Saved entries:
*****
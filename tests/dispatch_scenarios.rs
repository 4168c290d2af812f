use std::sync::Arc;
use std::time::Duration;

use kisaanmitra::core::routing::Rule;
use kisaanmitra::{
    AgentCatalog, AgentId, Attribution, Classifier, ConversationLog, DispatchConfig,
    DispatchEngine, Message, MessageKind, NotificationQueue, NotificationType, Status,
};

fn engine() -> DispatchEngine {
    let config = DispatchConfig {
        min_latency: Duration::from_millis(1),
        max_latency: Duration::from_millis(3),
        ..DispatchConfig::default()
    };
    DispatchEngine::new(config, Arc::new(AgentCatalog::standard()))
}

#[tokio::test]
async fn market_question_goes_to_mia() {
    let engine = engine();
    engine.send("What are current market prices?", None).await;

    let history = engine.history();
    assert_eq!(history.len(), 2);

    let (reply, user) = (&history[0], &history[1]);
    assert_eq!(user.kind(), MessageKind::User);
    assert_eq!(user.content(), "What are current market prices?");
    assert!(user.id() < reply.id());

    assert_eq!(reply.kind(), MessageKind::Agent);
    assert_eq!(reply.agent(), Some(Attribution::Agent(AgentId::Mia)));
    assert_eq!(reply.status(), Some(Status::Success));
    assert_eq!(reply.confidence(), Some(89));
}

#[tokio::test]
async fn pin_disclosure_overrides_explicit_target() {
    let engine = engine();
    let reply = engine.send("my pin is 1234", Some("CRA")).await.unwrap();

    assert_eq!(reply.agent(), Some(Attribution::Agent(AgentId::Fia)));
    assert_eq!(reply.status(), Some(Status::Danger));
    assert_eq!(reply.confidence(), Some(95));
}

#[tokio::test]
async fn empty_utterance_leaves_history_unchanged() {
    let engine = engine();
    engine.send("Good morning", None).await;
    let before = engine.history();

    assert!(engine.send("", Some("MIA")).await.is_none());
    assert_eq!(engine.history(), before);
    assert!(!engine.busy());
}

#[tokio::test]
async fn unknown_target_uses_keywords() {
    let engine = engine();
    let reply = engine.send("need a loan for seeds", Some("XYZ")).await.unwrap();
    assert_eq!(reply.agent(), Some(Attribution::Agent(AgentId::Fia)));

    // The unknown target is not recorded on the user message
    assert_eq!(engine.history()[1].agent(), None);
}

#[test]
fn fraud_tokens_win_for_every_target() {
    let classifier = Classifier::default();
    let targets = [None, Some("CMGA"), Some("MIA"), Some("GAA"), Some("CRA"), Some("LIA"), Some("HIA")];

    for utterance in ["Share OTP please", "forgot my Password", "new PIN for card"] {
        for target in targets {
            let r = classifier.classify(utterance, target);
            assert_eq!(r.agent, AgentId::Fia);
            assert_eq!(r.status, Status::Danger);
            assert_eq!(r.confidence, 95);
            assert_eq!(r.rule, Rule::FraudOverride);
        }
    }
}

#[test]
fn keyword_families_scan_in_fixed_order() {
    let classifier = Classifier::default();
    assert_eq!(classifier.classify("loan price crop", None).agent, AgentId::Gaa);
    assert_eq!(classifier.classify("loan price", None).agent, AgentId::Mia);
    assert_eq!(classifier.classify("loan", None).agent, AgentId::Fia);
    assert_eq!(classifier.classify("namaste", None).agent, AgentId::Master);
}

#[test]
fn history_holds_fifty_newest() {
    let mut log = ConversationLog::new();
    let mut first_id = None;

    for i in 0..120 {
        let msg = Message::user(&format!("question {}", i), None);
        first_id.get_or_insert(msg.id());
        log.append(msg);
        assert_eq!(log.all().len(), (i + 1).min(50));
    }

    let all = log.all();
    assert_eq!(all[0].content(), "question 119");
    assert_eq!(all[49].content(), "question 70");
    assert!(all.iter().all(|m| Some(m.id()) != first_id));
}

#[test]
fn eleven_notifications_drop_the_first() {
    let queue = NotificationQueue::default();
    let ids: Vec<String> = (0..11)
        .map(|i| queue.push(&format!("alert {}", i), NotificationType::Warning, None))
        .collect();

    let active = queue.active();
    assert_eq!(active.len(), 10);
    assert!(!active.iter().any(|n| n.id == ids[0]));
    assert!(ids[1..].iter().all(|id| active.iter().any(|n| &n.id == id)));
}

#[test]
fn dismiss_twice_matches_dismiss_once() {
    let queue = NotificationQueue::default();
    queue.push("a", NotificationType::Info, None);
    let id = queue.push("b", NotificationType::Info, None);

    queue.dismiss(&id);
    let once = queue.active();
    queue.dismiss(&id);
    assert_eq!(queue.active(), once);

    queue.dismiss("never-issued");
    assert_eq!(queue.active(), once);
}

#[tokio::test]
async fn ttl_expiry_runs_through_dismiss() {
    let queue = NotificationQueue::default();
    let id = queue.push("voice input captured", NotificationType::Success, Some(Duration::from_millis(25)));
    assert_eq!(queue.len(), 1);

    tokio::time::sleep(Duration::from_millis(120)).await;
    assert!(queue.is_empty());
    assert!(!queue.dismiss(&id));
}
*****
- [What is needed]: All the data above is to be given again, exactly.

- [Solution below]:
filename tests/dispatch_scenarios.rs
repository 4168c290d2af812f
use std::sync::Arc;
use std::time::Duration;

use kisaanmitra::core::routing::Rule;
use kisaanmitra::{
    AgentCatalog, AgentId, Attribution, Classifier, ConversationLog, DispatchConfig,
    DispatchEngine, Message, MessageKind, NotificationQueue, NotificationType, Status,
};

fn engine() -> DispatchEngine {
    let config = DispatchConfig {
        min_latency: Duration::from_millis(1),
        max_latency: Duration::from_millis(3),
        ..DispatchConfig::default()
    };
    DispatchEngine::new(config, Arc::new(AgentCatalog::standard()))
}

#[tokio::test]
async fn market_question_goes_to_mia() {
    let engine = engine();
    engine.send("What are current market prices?", None).await;

    let history = engine.history();
    assert_eq!(history.len(), 2);

    let (reply, user) = (&history[0], &history[1]);
    assert_eq!(user.kind(), MessageKind::User);
    assert_eq!(user.content(), "What are current market prices?");
    assert!(user.id() < reply.id());

    assert_eq!(reply.kind(), MessageKind::Agent);
    assert_eq!(reply.agent(), Some(Attribution::Agent(AgentId::Mia)));
    assert_eq!(reply.status(), Some(Status::Success));
    assert_eq!(reply.confidence(), Some(89));
}

#[tokio::test]
async fn pin_disclosure_overrides_explicit_target() {
    let engine = engine();
    let reply = engine.send("my pin is 1234", Some("CRA")).await.unwrap();

    assert_eq!(reply.agent(), Some(Attribution::Agent(AgentId::Fia)));
    assert_eq!(reply.status(), Some(Status::Danger));
    assert_eq!(reply.confidence(), Some(95));
}

#[tokio::test]
async fn empty_utterance_leaves_history_unchanged() {
    let engine = engine();
    engine.send("Good morning", None).await;
    let before = engine.history();

    assert!(engine.send("", Some("MIA")).await.is_none());
    assert_eq!(engine.history(), before);
    assert!(!engine.busy());
}

#[tokio::test]
async fn unknown_target_uses_keywords() {
    let engine = engine();
    let reply = engine.send("need a loan for seeds", Some("XYZ")).await.unwrap();
    assert_eq!(reply.agent(), Some(Attribution::Agent(AgentId::Fia)));

    // The unknown target is not recorded on the user message
    assert_eq!(engine.history()[1].agent(), None);
}

#[test]
fn fraud_tokens_win_for_every_target() {
    let classifier = Classifier::default();
    let targets = [None, Some("CMGA"), Some("MIA"), Some("GAA"), Some("CRA"), Some("LIA"), Some("HIA")];

    for utterance in ["Share OTP please", "forgot my Password", "new PIN for card"] {
        for target in targets {
            let r = classifier.classify(utterance, target);
            assert_eq!(r.agent, AgentId::Fia);
            assert_eq!(r.status, Status::Danger);
            assert_eq!(r.confidence, 95);
            assert_eq!(r.rule, Rule::FraudOverride);
        }
    }
}

#[test]
fn keyword_families_scan_in_fixed_order() {
    let classifier = Classifier::default();
    assert_eq!(classifier.classify("loan price crop", None).agent, AgentId::Gaa);
    assert_eq!(classifier.classify("loan price", None).agent, AgentId::Mia);
    assert_eq!(classifier.classify("loan", None).agent, AgentId::Fia);
    assert_eq!(classifier.classify("namaste", None).agent, AgentId::Master);
}

#[test]
fn history_holds_fifty_newest() {
    let mut log = ConversationLog::new();
    let mut first_id = None;

    for i in 0..120 {
        let msg = Message::user(&format!("question {}", i), None);
        first_id.get_or_insert(msg.id());
        log.append(msg);
        assert_eq!(log.all().len(), (i + 1).min(50));
    }

    let all = log.all();
    assert_eq!(all[0].content(), "question 119");
    assert_eq!(all[49].content(), "question 70");
    assert!(all.iter().all(|m| Some(m.id()) != first_id));
}

#[test]
fn eleven_notifications_drop_the_first() {
    let queue = NotificationQueue::default();
    let ids: Vec<String> = (0..11)
        .map(|i| queue.push(&format!("alert {}", i), NotificationType::Warning, None))
        .collect();

    let active = queue.active();
    assert_eq!(active.len(), 10);
    assert!(!active.iter().any(|n| n.id == ids[0]));
    assert!(ids[1..].iter().all(|id| active.iter().any(|n| &n.id == id)));
}

#[test]
fn dismiss_twice_matches_dismiss_once() {
    let queue = NotificationQueue::default();
    queue.push("a", NotificationType::Info, None);
    let id = queue.push("b", NotificationType::Info, None);

    queue.dismiss(&id);
    let once = queue.active();
    queue.dismiss(&id);
    assert_eq!(queue.active(), once);

    queue.dismiss("never-issued");
    assert_eq!(queue.active(), once);
}

#[tokio::test]
async fn ttl_expiry_runs_through_dismiss() {
    let queue = NotificationQueue::default();
    let id = queue.push("voice input captured", NotificationType::Success, Some(Duration::from_millis(25)));
    assert_eq!(queue.len(), 1);

    tokio::time::sleep(Duration::from_millis(120)).await;
    assert!(queue.is_empty());
    assert!(!queue.dismiss(&id));
}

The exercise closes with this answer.